The task calls for each record to be given again exactly.

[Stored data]

%%

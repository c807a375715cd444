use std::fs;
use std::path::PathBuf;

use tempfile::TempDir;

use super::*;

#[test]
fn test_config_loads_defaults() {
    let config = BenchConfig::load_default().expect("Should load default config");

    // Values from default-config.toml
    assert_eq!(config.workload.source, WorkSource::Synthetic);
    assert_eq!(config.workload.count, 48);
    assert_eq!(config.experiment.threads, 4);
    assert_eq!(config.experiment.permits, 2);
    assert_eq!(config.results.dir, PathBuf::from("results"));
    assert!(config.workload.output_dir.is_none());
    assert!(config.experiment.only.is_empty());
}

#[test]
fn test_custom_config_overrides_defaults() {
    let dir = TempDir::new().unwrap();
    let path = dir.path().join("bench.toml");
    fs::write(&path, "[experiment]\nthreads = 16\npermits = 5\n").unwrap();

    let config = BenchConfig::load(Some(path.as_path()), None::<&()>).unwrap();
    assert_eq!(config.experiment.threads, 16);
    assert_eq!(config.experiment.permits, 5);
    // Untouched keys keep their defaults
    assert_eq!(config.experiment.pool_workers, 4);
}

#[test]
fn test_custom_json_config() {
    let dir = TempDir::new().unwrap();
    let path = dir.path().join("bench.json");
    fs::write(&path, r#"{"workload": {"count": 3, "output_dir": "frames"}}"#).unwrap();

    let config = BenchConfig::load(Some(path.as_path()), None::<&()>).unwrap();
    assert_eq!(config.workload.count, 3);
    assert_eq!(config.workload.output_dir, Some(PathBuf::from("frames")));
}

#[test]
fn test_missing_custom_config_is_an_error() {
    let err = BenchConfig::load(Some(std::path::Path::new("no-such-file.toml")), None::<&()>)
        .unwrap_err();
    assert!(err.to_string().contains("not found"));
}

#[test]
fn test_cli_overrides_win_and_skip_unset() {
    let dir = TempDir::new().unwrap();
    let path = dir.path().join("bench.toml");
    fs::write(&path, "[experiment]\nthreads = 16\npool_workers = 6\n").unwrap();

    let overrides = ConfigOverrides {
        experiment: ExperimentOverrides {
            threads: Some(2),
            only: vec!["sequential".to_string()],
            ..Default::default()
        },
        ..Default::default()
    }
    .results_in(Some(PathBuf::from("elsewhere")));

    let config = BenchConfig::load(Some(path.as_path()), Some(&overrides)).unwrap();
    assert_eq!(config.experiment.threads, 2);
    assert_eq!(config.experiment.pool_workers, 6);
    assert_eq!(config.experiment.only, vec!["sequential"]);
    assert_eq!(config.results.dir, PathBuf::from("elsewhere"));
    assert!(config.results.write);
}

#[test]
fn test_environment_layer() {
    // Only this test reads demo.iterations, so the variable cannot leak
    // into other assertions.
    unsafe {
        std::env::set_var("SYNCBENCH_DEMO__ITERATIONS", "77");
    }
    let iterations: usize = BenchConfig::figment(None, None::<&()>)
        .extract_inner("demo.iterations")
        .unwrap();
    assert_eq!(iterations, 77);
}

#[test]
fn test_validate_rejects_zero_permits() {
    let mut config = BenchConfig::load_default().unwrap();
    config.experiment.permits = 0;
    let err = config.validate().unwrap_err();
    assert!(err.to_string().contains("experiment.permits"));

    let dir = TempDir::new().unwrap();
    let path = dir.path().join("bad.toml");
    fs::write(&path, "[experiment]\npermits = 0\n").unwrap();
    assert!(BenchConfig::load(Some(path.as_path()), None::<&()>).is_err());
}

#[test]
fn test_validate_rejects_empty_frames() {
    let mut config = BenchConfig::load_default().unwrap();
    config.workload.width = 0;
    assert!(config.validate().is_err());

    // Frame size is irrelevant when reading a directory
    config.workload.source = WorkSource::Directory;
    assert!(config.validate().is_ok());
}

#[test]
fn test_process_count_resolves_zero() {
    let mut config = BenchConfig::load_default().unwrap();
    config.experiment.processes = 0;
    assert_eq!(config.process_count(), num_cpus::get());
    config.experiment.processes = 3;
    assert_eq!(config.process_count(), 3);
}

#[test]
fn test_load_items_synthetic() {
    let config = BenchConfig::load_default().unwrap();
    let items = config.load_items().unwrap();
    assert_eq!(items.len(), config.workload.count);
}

%%

## SOLUTION FOR THIS PROBLEM
repository c807a375715cd444
use std::fs;
use std::path::PathBuf;

use tempfile::TempDir;

use super::*;

#[test]
fn test_config_loads_defaults() {
    let config = BenchConfig::load_default().expect("Should load default config");

    // Values from default-config.toml
    assert_eq!(config.workload.source, WorkSource::Synthetic);
    assert_eq!(config.workload.count, 48);
    assert_eq!(config.experiment.threads, 4);
    assert_eq!(config.experiment.permits, 2);
    assert_eq!(config.results.dir, PathBuf::from("results"));
    assert!(config.workload.output_dir.is_none());
    assert!(config.experiment.only.is_empty());
}

#[test]
fn test_custom_config_overrides_defaults() {
    let dir = TempDir::new().unwrap();
    let path = dir.path().join("bench.toml");
    fs::write(&path, "[experiment]\nthreads = 16\npermits = 5\n").unwrap();

    let config = BenchConfig::load(Some(path.as_path()), None::<&()>).unwrap();
    assert_eq!(config.experiment.threads, 16);
    assert_eq!(config.experiment.permits, 5);
    // Untouched keys keep their defaults
    assert_eq!(config.experiment.pool_workers, 4);
}

#[test]
fn test_custom_json_config() {
    let dir = TempDir::new().unwrap();
    let path = dir.path().join("bench.json");
    fs::write(&path, r#"{"workload": {"count": 3, "output_dir": "frames"}}"#).unwrap();

    let config = BenchConfig::load(Some(path.as_path()), None::<&()>).unwrap();
    assert_eq!(config.workload.count, 3);
    assert_eq!(config.workload.output_dir, Some(PathBuf::from("frames")));
}

#[test]
fn test_missing_custom_config_is_an_error() {
    let err = BenchConfig::load(Some(std::path::Path::new("no-such-file.toml")), None::<&()>)
        .unwrap_err();
    assert!(err.to_string().contains("not found"));
}

#[test]
fn test_cli_overrides_win_and_skip_unset() {
    let dir = TempDir::new().unwrap();
    let path = dir.path().join("bench.toml");
    fs::write(&path, "[experiment]\nthreads = 16\npool_workers = 6\n").unwrap();

    let overrides = ConfigOverrides {
        experiment: ExperimentOverrides {
            threads: Some(2),
            only: vec!["sequential".to_string()],
            ..Default::default()
        },
        ..Default::default()
    }
    .results_in(Some(PathBuf::from("elsewhere")));

    let config = BenchConfig::load(Some(path.as_path()), Some(&overrides)).unwrap();
    assert_eq!(config.experiment.threads, 2);
    assert_eq!(config.experiment.pool_workers, 6);
    assert_eq!(config.experiment.only, vec!["sequential"]);
    assert_eq!(config.results.dir, PathBuf::from("elsewhere"));
    assert!(config.results.write);
}

#[test]
fn test_environment_layer() {
    // Only this test reads demo.iterations, so the variable cannot leak
    // into other assertions.
    unsafe {
        std::env::set_var("SYNCBENCH_DEMO__ITERATIONS", "77");
    }
    let iterations: usize = BenchConfig::figment(None, None::<&()>)
        .extract_inner("demo.iterations")
        .unwrap();
    assert_eq!(iterations, 77);
}

#[test]
fn test_validate_rejects_zero_permits() {
    let mut config = BenchConfig::load_default().unwrap();
    config.experiment.permits = 0;
    let err = config.validate().unwrap_err();
    assert!(err.to_string().contains("experiment.permits"));

    let dir = TempDir::new().unwrap();
    let path = dir.path().join("bad.toml");
    fs::write(&path, "[experiment]\npermits = 0\n").unwrap();
    assert!(BenchConfig::load(Some(path.as_path()), None::<&()>).is_err());
}

#[test]
fn test_validate_rejects_empty_frames() {
    let mut config = BenchConfig::load_default().unwrap();
    config.workload.width = 0;
    assert!(config.validate().is_err());

    // Frame size is irrelevant when reading a directory
    config.workload.source = WorkSource::Directory;
    assert!(config.validate().is_ok());
}

#[test]
fn test_process_count_resolves_zero() {
    let mut config = BenchConfig::load_default().unwrap();
    config.experiment.processes = 0;
    assert_eq!(config.process_count(), num_cpus::get());
    config.experiment.processes = 3;
    assert_eq!(config.process_count(), 3);
}

#[test]
fn test_load_items_synthetic() {
    let config = BenchConfig::load_default().unwrap();
    let items = config.load_items().unwrap();
    assert_eq!(items.len(), config.workload.count);
}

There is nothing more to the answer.